Judge Porcelli’s 13 page “common sense” analysis of the case provides a detailed overview of the TCPA and the human intervention element, citing a wide variety of other cases that have addressed the issues and focusing on the fact that HCI lacks the capacity to be an autodialer as defined by the TCPA.

The impact of this ruling in Stellar Recovery’s favor is significant and will favorably impact Stellar’s ability to collect debts for its clients in a compliant and cost-effective manner. In recent years courts across the country have been inundated with TCPA lawsuits providing for statutory damages between $500 and $1,500 per call, and interpretive rulings by the FCC have served to complicate the issues and highlight the challenges that collection agencies face in balancing
efficient call placement with TCPA compliance.
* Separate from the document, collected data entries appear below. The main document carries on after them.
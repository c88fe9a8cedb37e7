//! Camera device backed by nokhwa.
//!
//! The nokhwa camera handle is owned by a dedicated device thread for the
//! lifetime of the device and driven by commands. Frames are read and
//! delivered on that thread, and `stop` is processed between frames, so
//! once `stop` returns no frame callback is in flight.

use super::{CaptureDevice, CaptureError, DeliverySender, ImageConfig, PixelFormat};
use nokhwa::pixel_format::RgbFormat;
use nokhwa::utils::{
    CameraFormat, CameraIndex, FrameFormat, RequestedFormat, RequestedFormatType, Resolution,
};
use nokhwa::Camera;
use std::sync::mpsc::{self, Receiver, Sender, TryRecvError};
use std::thread::JoinHandle;

type Reply = Sender<Result<(), CaptureError>>;

enum Command {
    Start(DeliverySender, Reply),
    Stop(Reply),
    Shutdown,
}

impl PixelFormat {
    fn frame_format(&self) -> FrameFormat {
        match self {
            PixelFormat::Yuyv => FrameFormat::YUYV,
            PixelFormat::Nv12 => FrameFormat::NV12,
            PixelFormat::Gray => FrameFormat::GRAY,
            PixelFormat::Rgb => FrameFormat::RAWRGB,
        }
    }
}

/// Camera capture device.
pub struct NokhwaCamera {
    commands: Sender<Command>,
    worker: Option<JoinHandle<()>>,
    running: bool,
    name: String,
}

impl NokhwaCamera {
    /// Opens the camera described by `config`.
    ///
    /// Fails with `DeviceUnavailable` if no camera answers at the index and
    /// with `ConfigurationRejected` if the driver will not use the requested
    /// raw pixel format.
    pub fn open(config: &ImageConfig) -> Result<Self, CaptureError> {
        config.validate()?;

        let (commands, command_rx) = mpsc::channel();
        let (ready_tx, ready_rx) = mpsc::channel();
        let thread_config = config.clone();

        let worker = std::thread::Builder::new()
            .name("camera-device".into())
            .spawn(move || {
                let camera = match open_camera(&thread_config) {
                    Ok(camera) => {
                        let _ = ready_tx.send(Ok(()));
                        camera
                    }
                    Err(e) => {
                        let _ = ready_tx.send(Err(e));
                        return;
                    }
                };
                run_device(camera, command_rx);
            })
            .map_err(|e| CaptureError::DeviceUnavailable(e.to_string()))?;

        ready_rx.recv().map_err(|_| {
            CaptureError::DeviceUnavailable("camera thread exited during open".into())
        })??;

        tracing::info!(
            index = config.device_index,
            width = config.width,
            height = config.height,
            format = ?config.pixel_format,
            "Camera opened"
        );

        Ok(Self {
            commands,
            worker: Some(worker),
            running: false,
            name: format!("camera:{}", config.device_index),
        })
    }

    fn request(&self, command: impl FnOnce(Reply) -> Command) -> Result<(), CaptureError> {
        let (reply, reply_rx) = mpsc::channel();
        self.commands
            .send(command(reply))
            .map_err(|_| CaptureError::DeliveryFault("camera thread is gone".into()))?;
        reply_rx
            .recv()
            .map_err(|_| CaptureError::DeliveryFault("camera thread is gone".into()))?
    }
}

fn open_camera(config: &ImageConfig) -> Result<Camera, CaptureError> {
    let wanted = config.pixel_format.frame_format();
    let requested = RequestedFormat::new::<RgbFormat>(RequestedFormatType::Closest(
        CameraFormat::new(Resolution::new(config.width, config.height), wanted, config.fps),
    ));

    let camera = Camera::new(CameraIndex::Index(config.device_index), requested)
        .map_err(|e| CaptureError::DeviceUnavailable(e.to_string()))?;

    let negotiated = camera.camera_format();
    if negotiated.format() != wanted {
        return Err(CaptureError::ConfigurationRejected(format!(
            "driver offered {:?} instead of {:?}",
            negotiated.format(),
            wanted
        )));
    }
    tracing::debug!(format = ?negotiated, "Camera format negotiated");
    Ok(camera)
}

fn run_device(mut camera: Camera, commands: Receiver<Command>) {
    let mut streaming: Option<DeliverySender> = None;

    loop {
        let command = if streaming.is_some() {
            match commands.try_recv() {
                Ok(command) => Some(command),
                Err(TryRecvError::Empty) => None,
                Err(TryRecvError::Disconnected) => break,
            }
        } else {
            match commands.recv() {
                Ok(command) => Some(command),
                Err(_) => break,
            }
        };

        match command {
            Some(Command::Start(sender, reply)) => {
                let result = camera
                    .open_stream()
                    .map(|()| streaming = Some(sender))
                    .map_err(|e| CaptureError::DeviceUnavailable(e.to_string()));
                let _ = reply.send(result);
            }
            Some(Command::Stop(reply)) => {
                let result = if streaming.take().is_some() {
                    camera
                        .stop_stream()
                        .map_err(|e| CaptureError::DeliveryFault(e.to_string()))
                } else {
                    Ok(())
                };
                let _ = reply.send(result);
            }
            Some(Command::Shutdown) => break,
            None => {
                let Some(sender) = streaming.as_ref() else {
                    continue;
                };
                match camera.frame() {
                    Ok(buffer) => {
                        // The first plane's raw bytes; the buffer is borrowed
                        // only for this call.
                        sender.deliver(buffer.buffer());
                    }
                    Err(e) => {
                        sender.fault(format!("camera frame error: {}", e));
                        streaming = None;
                        let _ = camera.stop_stream();
                    }
                }
            }
        }
    }

    if camera.is_stream_open() {
        let _ = camera.stop_stream();
    }
    tracing::debug!("Camera thread exiting");
}

impl CaptureDevice for NokhwaCamera {
    fn start(&mut self, sender: DeliverySender) -> Result<(), CaptureError> {
        self.request(|reply| Command::Start(sender, reply))?;
        self.running = true;
        tracing::debug!(device = %self.name, "Camera stream started");
        Ok(())
    }

    fn stop(&mut self) -> Result<(), CaptureError> {
        self.running = false;
        self.request(Command::Stop)?;
        tracing::debug!(device = %self.name, "Camera stream stopped");
        Ok(())
    }

    fn is_running(&self) -> bool {
        self.running
    }

    fn name(&self) -> &str {
        &self.name
    }
}

impl Drop for NokhwaCamera {
    fn drop(&mut self) {
        let _ = self.commands.send(Command::Shutdown);
        if let Some(worker) = self.worker.take() {
            let _ = worker.join();
        }
    }
}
Stellar has invested considerable resources into compliant dialing, and the Pozo ruling is especially significant because it represents the first time that the HCI system has been judicially analyzed and found to be compliant.

Stellar is mounting further aggressive defenses of HCI in other jurisdictions and is pleased to be leading the way in identifying and standing behind compliant calling systems. The benefit of Stellar’s approach to compliant dialing is passed along to Stellar’s clients who can rely on Stellar to take all possible steps to insure maximum TCPA compliance in the complex and ever-evolving legal and regulatory landscape of consumer collections.